En tiempos donde la migración se convirtió en moneda electoral, el Papa Francisco insistía en recordar lo esencial: los migrantes no son cifras, son personas. Los visitó en las fronteras de Europa, lloró con ellos, oró con ellos, los abrazó. Nunca usó una cruz de oro; la suya era de hierro, sencilla, como el corazón que la portaba.

No fue un teólogo de escritorio. Fue un pastor que olía a oveja. Supo enfrentarse al clericalismo con una sonrisa y un gesto firme. Habló de ecología cuando el mundo prefería mirar al petróleo, habló de inclusión cuando otros aún discutían si las puertas de la Iglesia debían estar abiertas. Fue reformador no porque cambiara leyes, sino porque cambió la conversación.

Y entre todas sus aficiones —el cine italiano, la literatura rusa, la cocina porteña— hay una que siempre lo delató como el más humano de los líderes: el fútbol. Fan acérrimo del equipo San Lorenzo, seguía los resultados con la emoción de un niño. Para Francisco, el fútbol era una metáfora del Evangelio: todos juntos, diferentes, pero con un solo objetivo. “Lo importante no es meter goles, sino jugar en equipo”, decía.

El balón lo extrañará. La pelota, esa esfera rebelde que tantas veces desafía la gravedad, ha perdido a uno de sus poetas silenciosos. No se sabe si en el Vaticano habrá canchas, pero estoy seguro de que Francisco supo lo que es gritar un gol desde el alma.

Su legado es más que palabras. Está en los corazones de quienes alguna vez se sintieron excluidos. Está en cada migrante al que se le extendió la mano, en cada comunidad indígena que se sintió escuchada, en cada creyente que volvió a mirar a la Iglesia con esperanza y no con miedo.

El Papa Francisco nos recordó que la fe sin amor es un cascarón vacío. Que la Iglesia, si no camina con el pueblo, se convierte en museo.
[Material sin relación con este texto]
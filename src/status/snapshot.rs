//! Metrics snapshot: normalized runtime counters, no verdict.

use std::time::Duration;

use axum::http::StatusCode;
use serde::Serialize;
use tracing::error;
use utoipa::ToSchema;

use crate::config::Config;
use crate::error::SamplingError;
use crate::metrics;
use crate::runtime::{CpuSample, MemorySample, ProcessInfo, RuntimeSampler};
use crate::utils::{bytes_to_mb, iso_timestamp, micros_to_ms};

/// Memory counters in whole MB.
#[derive(Debug, Clone, Copy, PartialEq, Eq, Serialize, ToSchema)]
pub struct MemoryMetrics {
    #[serde(rename = "rssMB")]
    pub rss_mb: u64,
    #[serde(rename = "heapTotalMB")]
    pub heap_total_mb: u64,
    #[serde(rename = "heapUsedMB")]
    pub heap_used_mb: u64,
    #[serde(rename = "externalMB")]
    pub external_mb: u64,
    #[serde(rename = "arrayBuffersMB")]
    pub array_buffers_mb: u64,
}

impl From<MemorySample> for MemoryMetrics {
    fn from(sample: MemorySample) -> Self {
        Self {
            rss_mb: bytes_to_mb(sample.rss_bytes),
            heap_total_mb: bytes_to_mb(sample.heap_total_bytes),
            heap_used_mb: bytes_to_mb(sample.heap_used_bytes),
            external_mb: bytes_to_mb(sample.external_bytes),
            array_buffers_mb: bytes_to_mb(sample.array_buffers_bytes),
        }
    }
}

/// CPU time in whole milliseconds.
#[derive(Debug, Clone, Copy, PartialEq, Eq, Serialize, ToSchema)]
#[serde(rename_all = "camelCase")]
pub struct CpuMetrics {
    pub user_ms: u64,
    pub system_ms: u64,
}

impl From<CpuSample> for CpuMetrics {
    fn from(sample: CpuSample) -> Self {
        Self {
            user_ms: micros_to_ms(sample.user_micros),
            system_ms: micros_to_ms(sample.system_micros),
        }
    }
}

#[derive(Debug, Clone, PartialEq, Eq, Serialize, ToSchema)]
#[serde(rename_all = "camelCase")]
pub struct ProcessMetrics {
    pub pid: u32,
    pub platform: String,
    pub runtime_version: String,
}

impl From<ProcessInfo> for ProcessMetrics {
    fn from(info: ProcessInfo) -> Self {
        Self {
            pid: info.pid,
            platform: info.platform,
            runtime_version: info.runtime_version,
        }
    }
}

/// Metrics endpoint payload.
#[derive(Debug, Clone, Serialize, ToSchema)]
#[serde(rename_all = "camelCase")]
pub struct MetricsSnapshot {
    pub timestamp: String,
    pub uptime_seconds: f64,
    pub memory: MemoryMetrics,
    pub cpu: CpuMetrics,
    pub process: ProcessMetrics,
    pub environment: String,
}

impl MetricsSnapshot {
    /// Normalize raw samples into a snapshot.
    pub fn from_samples(
        memory: MemorySample,
        cpu: CpuSample,
        process: ProcessInfo,
        uptime: Duration,
        environment: String,
    ) -> Self {
        Self {
            timestamp: iso_timestamp(),
            uptime_seconds: uptime.as_secs_f64(),
            memory: memory.into(),
            cpu: cpu.into(),
            process: process.into(),
            environment,
        }
    }
}

/// Payload when sampling failed.
#[derive(Debug, Clone, Serialize, ToSchema)]
pub struct MetricsFailure {
    pub error: String,
    pub timestamp: String,
}

/// Either a full snapshot or a failure.
#[derive(Debug, Clone, Serialize)]
#[serde(untagged)]
pub enum MetricsReport {
    Snapshot(MetricsSnapshot),
    Failed(MetricsFailure),
}

/// Sample the runtime into a snapshot.
pub fn collect(config: &Config, sampler: &dyn RuntimeSampler) -> Result<MetricsSnapshot, SamplingError> {
    let memory = sampler.memory()?;
    let cpu = sampler.cpu()?;

    Ok(MetricsSnapshot::from_samples(
        memory,
        cpu,
        sampler.process(),
        sampler.uptime(),
        config.app_env.clone(),
    ))
}

/// Collect a snapshot and pick the HTTP status. Never fails.
pub fn handle(config: &Config, sampler: &dyn RuntimeSampler) -> (StatusCode, MetricsReport) {
    match collect(config, sampler) {
        Ok(snapshot) => (StatusCode::OK, MetricsReport::Snapshot(snapshot)),
        Err(e) => {
            error!(error = %e, "Metrics collection failed");
            metrics::inc_snapshot_failures();
            (
                StatusCode::INTERNAL_SERVER_ERROR,
                MetricsReport::Failed(MetricsFailure {
                    error: "Failed to collect metrics".to_string(),
                    timestamp: iso_timestamp(),
                }),
            )
        }
    }
}

#[cfg(test)]
mod tests {
    use super::*;
    use crate::runtime::FixedSampler;
    use crate::utils::BYTES_PER_MB;
    use pretty_assertions::assert_eq;

    #[test]
    fn units_are_rounded_not_truncated() {
        let memory = MemorySample {
            rss_bytes: 10 * BYTES_PER_MB + BYTES_PER_MB / 2,
            heap_total_bytes: 10 * BYTES_PER_MB + BYTES_PER_MB / 2 - 1,
            heap_used_bytes: 0,
            external_bytes: BYTES_PER_MB - 1,
            array_buffers_bytes: 1,
        };
        assert_eq!(
            MemoryMetrics::from(memory),
            MemoryMetrics {
                rss_mb: 11,
                heap_total_mb: 10,
                heap_used_mb: 0,
                external_mb: 1,
                array_buffers_mb: 0,
            }
        );

        let cpu = CpuSample {
            user_micros: 2_500,
            system_micros: 2_499,
        };
        assert_eq!(CpuMetrics::from(cpu), CpuMetrics { user_ms: 3, system_ms: 2 });
    }

    #[test]
    fn snapshot_from_fixed_sampler() {
        let config = Config {
            app_env: "test".to_string(),
            ..Config::default()
        };
        let (code, report) = handle(&config, &FixedSampler::with_heap_percent(10));
        assert_eq!(code, StatusCode::OK);

        let MetricsReport::Snapshot(snapshot) = report else {
            panic!("expected snapshot");
        };
        assert_eq!(snapshot.memory.rss_mb, 150);
        assert_eq!(snapshot.memory.heap_used_mb, 10);
        assert_eq!(snapshot.cpu, CpuMetrics { user_ms: 1_235, system_ms: 99 });
        assert_eq!(snapshot.process.pid, std::process::id());
        assert_eq!(snapshot.environment, "test");
    }

    #[test]
    fn failure_returns_no_partial_metrics() {
        let sampler = FixedSampler {
            cpu: None,
            ..FixedSampler::with_heap_percent(10)
        };
        let (code, report) = handle(&Config::default(), &sampler);
        assert_eq!(code, StatusCode::INTERNAL_SERVER_ERROR);

        let json = serde_json::to_value(&report).unwrap();
        assert_eq!(json["error"], "Failed to collect metrics");
        assert!(json["timestamp"].is_string());
        assert!(json.get("memory").is_none());
    }

    #[test]
    fn snapshot_serializes_documented_field_names() {
        let (_, report) = handle(&Config::default(), &FixedSampler::with_heap_percent(10));
        let json = serde_json::to_value(&report).unwrap();

        for key in ["rssMB", "heapTotalMB", "heapUsedMB", "externalMB", "arrayBuffersMB"] {
            assert!(json["memory"][key].is_u64(), "memory.{}", key);
        }
        assert!(json["cpu"]["userMs"].is_u64());
        assert!(json["cpu"]["systemMs"].is_u64());
        assert!(json["process"]["runtimeVersion"].is_string());
        assert!(json["uptimeSeconds"].is_number());
    }
}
Que el Evangelio no es para adornar discursos, sino para incomodar a los cómodos y consolar a los que duelen.

Francisco será recordado como el Papa de los gestos pequeños, de las palabras enormes, del corazón abierto. No hizo milagros, pero hizo lo más difícil: cambiar el alma de una institución milenaria con solo mirar a los ojos de los pobres y decirles: “ustedes son el centro”. Y en tiempos donde el cinismo dentro de la política y en todos los medios cotiza alto, eso es ya un milagro.